Family Routines and Positive Parenting Practices Help to Support Kindergarten Readiness

Three years ago Shelby County Schools (SCS) joined with The Urban Child Institute (UCI) to identify pathways through early childhood that lead to kindergarten readiness and early school success. These studies are designed to identify ways that families, neighborhoods and community groups in Memphis and Shelby County can work together to support the academic achievement of our youngest students.

Research tells us that family routines, like regular bedtime or mealtime routines, help children develop self-control and self-confidence. Family routines also help strengthen children’s early language and literacy skills.1

In a recent analysis, the SCS/UCI study group looked at the ways family routines and other positive parenting practices support the readiness of new kindergarten students. Research tells us that family routines, like regular bedtime or mealtime routines, help children develop self-control and self-confidence. Family routines also help strengthen children’s early language and literacy skills. When it comes to these routines, it seems that more is better. When families have a range of daily routines that involve both parents and children, those children are more likely to develop strong social and emotional skills, and reach school with more powerful language, academic, and social skills.1,2,3,8,9

Last fall, we asked parents of incoming kindergarteners to tell us about their family routines. Parents were asked how often they engaged in different types of routines with their pre-schoolers, like getting ready in the morning, getting ready for bedtime, or at mealtimes. Parents were also asked about a range of other positive parenting practices, like reading with their children, singing the alphabet, and playing counting and sorting games.
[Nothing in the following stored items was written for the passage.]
//! QuestionRun: the lifecycle of one question.

use std::time::{Duration, Instant};

use beacon_core::models::QuestionPhase;
use beacon_observability::QuestionLogEntry;
use tracing::warn;
use uuid::Uuid;

/// Per-question state. A fresh run is created for every question; runs share
/// nothing but the pipeline's caches.
#[derive(Debug)]
pub struct QuestionRun {
    id: Uuid,
    question: String,
    phase: QuestionPhase,
    reached: QuestionPhase,
    started: Instant,
    cache_hit: bool,
    result_count: usize,
}

impl QuestionRun {
    pub fn new(question: &str) -> Self {
        Self {
            id: Uuid::new_v4(),
            question: question.to_string(),
            phase: QuestionPhase::Idle,
            reached: QuestionPhase::Idle,
            started: Instant::now(),
            cache_hit: false,
            result_count: 0,
        }
    }

    pub fn id(&self) -> Uuid {
        self.id
    }

    pub fn question(&self) -> &str {
        &self.question
    }

    pub fn phase(&self) -> QuestionPhase {
        self.phase
    }

    /// Last non-terminal phase entered.
    pub fn reached(&self) -> QuestionPhase {
        self.reached
    }

    pub fn elapsed(&self) -> Duration {
        self.started.elapsed()
    }

    pub fn cache_hit(&self) -> bool {
        self.cache_hit
    }

    pub fn result_count(&self) -> usize {
        self.result_count
    }

    pub(crate) fn set_retrieval(&mut self, cache_hit: bool, result_count: usize) {
        self.cache_hit = cache_hit;
        self.result_count = result_count;
    }

    /// Move forward. Returns false, leaving the phase unchanged, for a
    /// transition the lifecycle does not allow.
    pub fn advance(&mut self, next: QuestionPhase) -> bool {
        if !self.phase.can_transition_to(next) {
            warn!(run_id = %self.id, from = %self.phase, to = %next, "rejected question phase transition");
            return false;
        }
        if !next.is_terminal() {
            self.reached = next;
        }
        self.phase = next;
        true
    }

    pub fn fail(&mut self) -> bool {
        self.advance(QuestionPhase::Failed)
    }

    pub fn to_log_entry(&self) -> QuestionLogEntry {
        QuestionLogEntry::new(
            self.id.to_string(),
            self.question.clone(),
            self.phase,
            self.reached,
            self.elapsed(),
            self.result_count,
            self.cache_hit,
        )
    }
}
Parents’ responses were then compared to their children’s kindergarten readiness scores. Each fall, incoming kindergarteners in Shelby County are given a measure of reading readiness called the Istation Early Reading assessment,5,7 which helps the district see if a student is performing at grade level, moderately below grade level, or severely below grade level. For this study, we compared the Istation Early Reading scores of 354 new kindergarteners with information on family routines collected from their parents.

The results are telling. When families establish and try to keep to regular routines – particularly around getting ready in the morning or for getting ready for bed – their children are significantly more likely to reach kindergarten on grade level for Istation Early Reading.* This association between a bedtime routine and reading readiness is consistent with previous research that finds that a bedtime routine supports healthy physical, behavioral, and cognitive development.4

This research also identifies other ways that parents can support their children’s school readiness. In particular, when parents read with their children, when they talk about books with their children, and when they tell their children stories, their children are more likely to be reading ready on the Istation assessment.** In short, language and reading development starts long before children reach school, and those families who encourage an early love of reading and stories in their infants and toddlers are setting those children on a pathway to school readiness.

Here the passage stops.